Tonight, I wake from darkness sullen. I wake to mindfulness to change. Intentional breath charges my freedom from consumption with sorrow of every memory I have of family genetics. After rising in the darkness, I see another illusion of Gran’dad’s house as I walk through my home. Right now, I feel comfort from beyond that moves me to survive passions and entanglements of blood family and old friendships. Furthermore, I am convinced that I will never be lonely in life nor abandoned when I meet death. For me, because of that scent, the veil is ever thin every day, especially as I sit quietly watching the sun shift around my bedroom. I reflect on the days when implicit joys of quiet succumbed to accusations of selfishness and suicidal tendencies. I never told the comfort of minding death and my ancestors. I tended to the grave then and the peace of Christ. I never knew how to tell without minding the white jacket and injections. I was happy. Now knowing fear in the slight just might dig the plot by my grandparents’ graves for rest. I crave quiet. I draw blood for silence. Time is a burden for Caesar not me. Aging is a plain faced illusion.
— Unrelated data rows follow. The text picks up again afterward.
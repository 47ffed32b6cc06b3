//! The authorization role cache, as an explicit object.
//!
//! The role shown in the UI is a client-held copy of the role claim and
//! is only ever a hint. The context makes the cache lifecycle explicit:
//! `invalidate` clears it, `refresh` re-derives it from a freshly issued
//! token, and `role` repopulates it lazily from a plain profile read.
//! Entitlement-affecting mutations must go through [`refresh`] so the
//! clear-then-refresh-then-read ordering is enforced by the API shape
//! rather than by convention.
//!
//! [`refresh`]: AuthorizationContext::refresh

use std::sync::RwLock;

use crate::auth::client::AuthClient;
use crate::error::{Result, WayfarerError};

/// Role claim embedded in the access token.
#[derive(Debug, Clone, Copy, PartialEq, Eq)]
pub enum Role {
    User,
    Premium,
    Admin,
}

impl Role {
    /// Parse a role string, case-insensitively.
    ///
    /// Unknown roles fall back to `User`, never to a privileged role.
    #[must_use]
    pub fn parse(raw: &str) -> Self {
        match raw.to_ascii_lowercase().as_str() {
            "premium" => Self::Premium,
            "admin" => Self::Admin,
            _ => Self::User,
        }
    }

    #[must_use]
    pub fn as_str(&self) -> &'static str {
        match self {
            Self::User => "user",
            Self::Premium => "premium",
            Self::Admin => "admin",
        }
    }

    /// Whether this role grants premium-tier access.
    #[must_use]
    pub fn can_access_premium(&self) -> bool {
        matches!(self, Self::Premium | Self::Admin)
    }
}

impl std::fmt::Display for Role {
    fn fmt(&self, f: &mut std::fmt::Formatter<'_>) -> std::fmt::Result {
        write!(f, "{}", self.as_str())
    }
}

/// Client-held role cache with an explicit invalidate/refresh lifecycle.
pub struct AuthorizationContext<A: AuthClient> {
    client: A,
    cached: RwLock<Option<Role>>,
}

impl<A: AuthClient> AuthorizationContext<A> {
    #[must_use]
    pub fn new(client: A) -> Self {
        Self {
            client,
            cached: RwLock::new(None),
        }
    }

    /// Create a context pre-seeded with a role hint (e.g. decoded from
    /// the access token at login).
    #[must_use]
    pub fn with_hint(client: A, hint: Role) -> Self {
        let ctx = Self::new(client);
        *ctx.cached.write().expect("role cache lock poisoned") = Some(hint);
        ctx
    }

    /// The cached role, if any. A hint only, never a precondition for
    /// a mutating action.
    #[must_use]
    pub fn cached_role(&self) -> Option<Role> {
        *self.cached.read().expect("role cache lock poisoned")
    }

    /// Clear the cached role, forcing the next read to re-derive it.
    pub fn invalidate(&self) {
        *self.cached.write().expect("role cache lock poisoned") = None;
        tracing::debug!(target: "auth.role.invalidated", "Role cache cleared");
    }

    /// The current role, repopulating the cache lazily from a profile
    /// read when empty. Does not force a token refresh.
    pub async fn role(&self) -> Result<Role> {
        if let Some(role) = self.cached_role() {
            return Ok(role);
        }
        let profile = self.client.get_profile().await?;
        *self.cached.write().expect("role cache lock poisoned") = Some(profile.role);
        Ok(profile.role)
    }

    /// Invalidate, force a token refresh, then re-read the role from the
    /// profile on the new token.
    ///
    /// This is the only path that may treat the returned role as
    /// authoritative. A rejected refresh leaves the cache empty and
    /// fails; stale entitlement is never silently kept.
    pub async fn refresh(&self) -> Result<Role> {
        self.invalidate();

        match self.client.refresh_token().await? {
            Some(_) => {}
            None => {
                tracing::warn!(
                    target: "auth.token.refresh_failed",
                    "Token refresh rejected; role cache left empty"
                );
                return Err(WayfarerError::unauthorized("token refresh rejected"));
            }
        }

        let profile = self.client.get_profile().await?;
        *self.cached.write().expect("role cache lock poisoned") = Some(profile.role);
        Ok(profile.role)
    }

    /// Access the underlying auth client.
    #[must_use]
    pub fn client(&self) -> &A {
        &self.client
    }
}

impl<A: AuthClient> std::fmt::Debug for AuthorizationContext<A> {
    fn fmt(&self, f: &mut std::fmt::Formatter<'_>) -> std::fmt::Result {
        f.debug_struct("AuthorizationContext")
            .field("cached", &self.cached_role())
            .finish_non_exhaustive()
    }
}

#[cfg(test)]
mod tests {
    use super::*;
    use crate::auth::test::MockAuthClient;

    #[test]
    fn test_role_parse() {
        assert_eq!(Role::parse("Premium"), Role::Premium);
        assert_eq!(Role::parse("ADMIN"), Role::Admin);
        assert_eq!(Role::parse("user"), Role::User);
        assert_eq!(Role::parse("anything-else"), Role::User);
    }

    #[test]
    fn test_premium_access() {
        assert!(Role::Premium.can_access_premium());
        assert!(Role::Admin.can_access_premium());
        assert!(!Role::User.can_access_premium());
    }

    #[tokio::test]
    async fn test_lazy_repopulation() {
        let client = MockAuthClient::new().with_role(Role::Premium);
        let ctx = AuthorizationContext::new(client);

        assert_eq!(ctx.cached_role(), None);
        assert_eq!(ctx.role().await.unwrap(), Role::Premium);
        assert_eq!(ctx.cached_role(), Some(Role::Premium));
        // Second read is served from the cache.
        ctx.role().await.unwrap();
        assert_eq!(ctx.client().profile_calls(), 1);
    }

    #[tokio::test]
    async fn test_refresh_orders_invalidate_before_read() {
        let client = MockAuthClient::new().with_role(Role::User);
        let ctx = AuthorizationContext::with_hint(client, Role::Premium);

        // The stale hint says premium; a forced refresh must replace it.
        let role = ctx.refresh().await.unwrap();
        assert_eq!(role, Role::User);
        assert_eq!(ctx.cached_role(), Some(Role::User));
        assert_eq!(ctx.client().refresh_calls(), 1);
    }

    #[tokio::test]
    async fn test_rejected_refresh_leaves_cache_empty() {
        let client = MockAuthClient::new().with_role(Role::Premium).reject_refresh();
        let ctx = AuthorizationContext::with_hint(client, Role::Premium);

        let err = ctx.refresh().await.unwrap_err();
        assert!(matches!(err, WayfarerError::Unauthorized(_)));
        assert_eq!(ctx.cached_role(), None);
    }
}
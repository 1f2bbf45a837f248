use std::sync::Arc;

use axum::{
    extract::{Path, Query, State},
    http::StatusCode,
    routing::{get, post},
    Json, Router,
};
use chrono::NaiveDate;
use serde::Deserialize;
use tradebook_core::{MutationResult, NewTrade, Trade, ValidationResult};

use crate::{
    error::{ApiError, ApiResult},
    main_lib::AppState,
};

#[derive(Debug, Default, Deserialize)]
#[serde(rename_all = "camelCase")]
struct TradesQuery {
    symbol: Option<String>,
    as_of: Option<NaiveDate>,
}

/// Status for a mutation outcome: rejected by validation, or failed to persist.
fn mutation_status(result: &MutationResult, success: StatusCode) -> StatusCode {
    if result.success {
        success
    } else if result
        .validation
        .as_ref()
        .is_some_and(|validation| !validation.is_valid)
    {
        StatusCode::UNPROCESSABLE_ENTITY
    } else {
        StatusCode::INTERNAL_SERVER_ERROR
    }
}

async fn list_trades(
    State(state): State<Arc<AppState>>,
    Query(q): Query<TradesQuery>,
) -> ApiResult<Json<Vec<Trade>>> {
    let trades = match (q.symbol.as_deref(), q.as_of) {
        (Some(symbol), Some(as_of)) => state
            .trade_service
            .get_trades_up_to(as_of)
            .into_iter()
            .filter(|t| t.matches_symbol(symbol))
            .collect(),
        (Some(symbol), None) => state.trade_service.get_trades_by_symbol(symbol),
        (None, Some(as_of)) => state.trade_service.get_trades_up_to(as_of),
        (None, None) => state.trade_service.get_all_trades(),
    };
    Ok(Json(trades))
}

async fn get_trade(
    Path(id): Path<i32>,
    State(state): State<Arc<AppState>>,
) -> ApiResult<Json<Trade>> {
    state
        .trade_service
        .get_trade(id)
        .map(Json)
        .ok_or(ApiError::NotFound)
}

async fn validate_trade(
    State(state): State<Arc<AppState>>,
    Json(trade): Json<NewTrade>,
) -> ApiResult<Json<ValidationResult>> {
    Ok(Json(state.trade_service.validate_trade(&trade)))
}

async fn create_trade(
    State(state): State<Arc<AppState>>,
    Json(trade): Json<NewTrade>,
) -> ApiResult<(StatusCode, Json<MutationResult>)> {
    let result = state.trade_service.submit_trade(trade).await;
    Ok((mutation_status(&result, StatusCode::CREATED), Json(result)))
}

async fn replace_trade(
    Path(id): Path<i32>,
    State(state): State<Arc<AppState>>,
    Json(trade): Json<NewTrade>,
) -> ApiResult<(StatusCode, Json<MutationResult>)> {
    if state.trade_service.get_trade(id).is_none() {
        return Err(ApiError::NotFound);
    }
    let result = state.trade_service.submit_replacement(id, trade).await;
    Ok((mutation_status(&result, StatusCode::OK), Json(result)))
}

async fn delete_trade(
    Path(id): Path<i32>,
    State(state): State<Arc<AppState>>,
) -> ApiResult<(StatusCode, Json<MutationResult>)> {
    if state.trade_service.get_trade(id).is_none() {
        return Err(ApiError::NotFound);
    }
    let result = if state.trade_service.delete_trade(id).await {
        MutationResult::persisted(None)
    } else {
        MutationResult::failed(None)
    };
    Ok((mutation_status(&result, StatusCode::OK), Json(result)))
}

pub fn router() -> Router<Arc<AppState>> {
    Router::new()
        .route("/trades", get(list_trades).post(create_trade))
        .route("/trades/validate", post(validate_trade))
        .route(
            "/trades/{id}",
            get(get_trade).put(replace_trade).delete(delete_trade),
        )
}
With no obligations, I woke before the sun rose. I dressed. I ate. I sat on the front porch musing starlight and felted cotton grey being patient and attentive above. At first light, I started my walk through the woods. Walking the cement path that winds Buffalo Ridge was the weekend habit after driving a two-hour commute five days a week. I knew the path’s curves and tree line growth by the creek bed. That day what I did not anticipate was the decapitated pigeon left dead on the path in the middle of the field. Walking up to the dead body, my instinct said it might be a warning – not necessarily for me, but others in the neighborhood. Gangs made up of youth and age fight by the creek’s shores and gamble in the drainage ditch.
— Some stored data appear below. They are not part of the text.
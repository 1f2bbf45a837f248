//! Trade domain models.

use chrono::{NaiveDate, NaiveDateTime};
use lazy_static::lazy_static;
use regex::Regex;
use rust_decimal::Decimal;
use serde::{Deserialize, Serialize};
use std::cmp::Ordering;
use std::fmt;
use std::str::FromStr;

use super::trades_errors::TradeError;

lazy_static! {
    static ref SYMBOL_PATTERN: Regex =
        Regex::new(r"^[A-Za-z0-9]+$").expect("symbol pattern is a valid regex");
}

/// Returns true when the symbol is made of ASCII letters and digits only.
pub fn is_valid_symbol_format(symbol: &str) -> bool {
    SYMBOL_PATTERN.is_match(symbol)
}

/// Direction of a trade. Closed set: the replay fold matches on it exhaustively.
#[derive(Debug, Clone, Copy, PartialEq, Eq, Hash, PartialOrd, Ord, Serialize, Deserialize)]
#[serde(rename_all = "SCREAMING_SNAKE_CASE")]
pub enum TradeType {
    Buy,
    Sell,
}

impl TradeType {
    /// Returns the storage/wire representation of this trade type.
    pub fn as_str(&self) -> &'static str {
        match self {
            TradeType::Buy => "BUY",
            TradeType::Sell => "SELL",
        }
    }
}

impl fmt::Display for TradeType {
    fn fmt(&self, f: &mut fmt::Formatter<'_>) -> fmt::Result {
        match self {
            TradeType::Buy => write!(f, "Buy"),
            TradeType::Sell => write!(f, "Sell"),
        }
    }
}

impl FromStr for TradeType {
    type Err = TradeError;

    fn from_str(s: &str) -> Result<Self, Self::Err> {
        match s.trim().to_ascii_uppercase().as_str() {
            "BUY" => Ok(TradeType::Buy),
            "SELL" => Ok(TradeType::Sell),
            other => Err(TradeError::InvalidType(other.to_string())),
        }
    }
}

/// A persisted ledger entry.
///
/// `created_at` is stamped by the mutation coordinator right before insert and
/// is only used to break ties between trades sharing a `trade_date`.
#[derive(Debug, Clone, PartialEq, Serialize, Deserialize)]
#[serde(rename_all = "camelCase")]
pub struct Trade {
    pub id: i32,
    pub symbol: String,
    pub quantity: Decimal,
    pub price: Decimal,
    pub trade_type: TradeType,
    pub trade_date: NaiveDate,
    pub created_at: NaiveDateTime,
}

impl Trade {
    /// Gross value of the trade (`quantity × price`).
    pub fn total_value(&self) -> Decimal {
        self.quantity * self.price
    }

    /// Symbols are case-insensitive; the replay keys holdings by the uppercase form.
    pub fn normalized_symbol(&self) -> String {
        self.symbol.to_uppercase()
    }

    /// Case-insensitive symbol match.
    pub fn matches_symbol(&self, symbol: &str) -> bool {
        self.symbol.to_uppercase() == symbol.to_uppercase()
    }

    /// Canonical replay order: `trade_date`, then `created_at`, then `id` for
    /// records stamped within the same instant.
    pub fn replay_cmp(&self, other: &Trade) -> Ordering {
        self.trade_date
            .cmp(&other.trade_date)
            .then_with(|| self.created_at.cmp(&other.created_at))
            .then_with(|| self.id.cmp(&other.id))
    }
}

/// Candidate trade submitted by a caller. Never carries `created_at`.
///
/// `id` is only set when the candidate replaces an existing record; validation
/// then reverses that record's contribution before checking availability. It
/// never travels on the wire: a replacement takes its id from the request path.
#[derive(Debug, Clone, PartialEq, Serialize, Deserialize)]
#[serde(rename_all = "camelCase")]
pub struct NewTrade {
    #[serde(skip)]
    pub id: Option<i32>,
    pub symbol: String,
    pub quantity: Decimal,
    pub price: Decimal,
    pub trade_type: TradeType,
    pub trade_date: NaiveDate,
}

impl NewTrade {
    pub fn new(
        symbol: impl Into<String>,
        quantity: Decimal,
        price: Decimal,
        trade_type: TradeType,
        trade_date: NaiveDate,
    ) -> Self {
        Self {
            id: None,
            symbol: symbol.into(),
            quantity,
            price,
            trade_type,
            trade_date,
        }
    }

    pub fn buy(
        symbol: impl Into<String>,
        quantity: Decimal,
        price: Decimal,
        trade_date: NaiveDate,
    ) -> Self {
        Self::new(symbol, quantity, price, TradeType::Buy, trade_date)
    }

    pub fn sell(
        symbol: impl Into<String>,
        quantity: Decimal,
        price: Decimal,
        trade_date: NaiveDate,
    ) -> Self {
        Self::new(symbol, quantity, price, TradeType::Sell, trade_date)
    }

    /// Marks this candidate as a replacement for the stored record `id`.
    pub fn with_id(mut self, id: i32) -> Self {
        self.id = Some(id);
        self
    }

    /// Drops any replacement marker, making this a plain insert.
    pub fn without_id(mut self) -> Self {
        self.id = None;
        self
    }

    /// Id of the record this candidate replaces, if any.
    pub fn existing_id(&self) -> Option<i32> {
        self.id.filter(|id| *id > 0)
    }

    /// Builds the storage payload, stamping the insertion instant.
    pub fn to_insert(&self, created_at: NaiveDateTime) -> TradeInsert {
        TradeInsert {
            symbol: self.symbol.clone(),
            quantity: self.quantity,
            price: self.price,
            trade_type: self.trade_type,
            trade_date: self.trade_date,
            created_at,
        }
    }
}

/// Payload handed to the Ledger Store for insertion. The store assigns `id`.
#[derive(Debug, Clone, PartialEq)]
pub struct TradeInsert {
    pub symbol: String,
    pub quantity: Decimal,
    pub price: Decimal,
    pub trade_type: TradeType,
    pub trade_date: NaiveDate,
    pub created_at: NaiveDateTime,
}

/// Verdict produced by the trade validator.
///
/// Errors block the trade; warnings are informational and never affect `is_valid`.
#[derive(Debug, Clone, PartialEq, Eq, Serialize, Deserialize)]
#[serde(rename_all = "camelCase")]
pub struct ValidationResult {
    pub is_valid: bool,
    pub errors: Vec<String>,
    pub warnings: Vec<String>,
}

impl ValidationResult {
    pub fn new() -> Self {
        Self {
            is_valid: true,
            errors: Vec::new(),
            warnings: Vec::new(),
        }
    }

    pub fn add_error(&mut self, message: impl Into<String>) {
        self.errors.push(message.into());
        self.is_valid = false;
    }

    pub fn add_warning(&mut self, message: impl Into<String>) {
        self.warnings.push(message.into());
    }
}

impl Default for ValidationResult {
    fn default() -> Self {
        Self::new()
    }
}

/// Outcome of a ledger mutation as reported to callers: a success flag plus
/// the validation verdict when one was produced.
#[derive(Debug, Clone, PartialEq, Eq, Serialize, Deserialize)]
#[serde(rename_all = "camelCase")]
pub struct MutationResult {
    pub success: bool,
    #[serde(skip_serializing_if = "Option::is_none")]
    pub validation: Option<ValidationResult>,
}

impl MutationResult {
    pub fn persisted(validation: Option<ValidationResult>) -> Self {
        Self {
            success: true,
            validation,
        }
    }

    pub fn failed(validation: Option<ValidationResult>) -> Self {
        Self {
            success: false,
            validation,
        }
    }
}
I found the pigeon’s head separated from the body with the face turned to the left. No blood cascaded to form puddles. Extending from the neck, a ligament joining head to breast extended limp and crooked from the severed head. It looked like a clean snap and pull-much like what I envision farmer’s wives doing to Sunday chickens. Calming down, I began to be satisfied that the situation was contained. Still, I looked about trying to sight another pigeon. Seeing nothing, my heart swelled that a simple burial was in need. I ran to the house to find a plastic bag and a shovel. Pitching tools and windows inside in the shed was the last thing I did before remembering garbage pickup would drive by shortly. One prayer later and grey friar was gone.
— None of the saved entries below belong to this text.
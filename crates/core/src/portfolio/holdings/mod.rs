//! Holdings module - the replay engine and the holdings read service.

mod holdings_calculator;
mod holdings_model;
mod holdings_service;

#[cfg(test)]
mod holdings_calculator_tests;


pub use holdings_calculator::{HoldingsCalculator, PositionState};
pub use holdings_model::PortfolioHolding;
pub use holdings_service::{HoldingsService, HoldingsServiceTrait};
This one small death and the front door of Gran’dad’s house loomed before me for three years. In the vision, I am already inside his home– safety now secured upon entering my home. My first thought in the calm was not to touch death again. Come five years later, I bed rocked my spirit to renew itself by pledging the Nazarene Creed. For me it was a matter of bridging loneliness and separation from God with activity. I was also raised a guard against plague by a spirit of violent death. Grey friar was not the last animal I saw that met violent ends. “Pearl Pureheart”, I met walking the railroad tracks. She was a blond bulldog with a cleanly severed head lying on the outside of the tracks. I still have not cried for her lost beauty and form. With every dead animal I see, I grieve a little prayer. Saint Francis may never leave me alone again. With the Creed, I abide by not cutting my hair. Secondly, I pledged not to touch the dead. There is something deeply ingrained in my soul concerning fears of the dead. My maternal grandmother’s soul was gone by the time I saw her in the coffin. Standing next to my mother at the viewing, I remember touching Gran’ma’s hand. In that moment, the pressure of mortality shifted. I went out to her and never fully returned to myself. Some long years afterward, I dreamed of unearthing her coffin to join her in finality. The insistence was not a matter of craving death. It was the last chance of knowing her. My mother’s anger and joy of her mother sit with me in a tattered pile of notes and photographs. For myself there is nothing to covet in place of her experience. When I intentionally searched my childhood, I unearthed memories that became sweet to my tongue, soothing pain from heartaches and acceptance into the family fold. Considering my mental state before and after her passing, I understand that conquering my fears of death’s veil became a personal conviction beginning in childhood. Some wisdom of God must have dictated the lessons important enough for her visage to visit me twice. As a result, I must take the time to note every occasion death makes itself known to me without claiming me from limb to mind.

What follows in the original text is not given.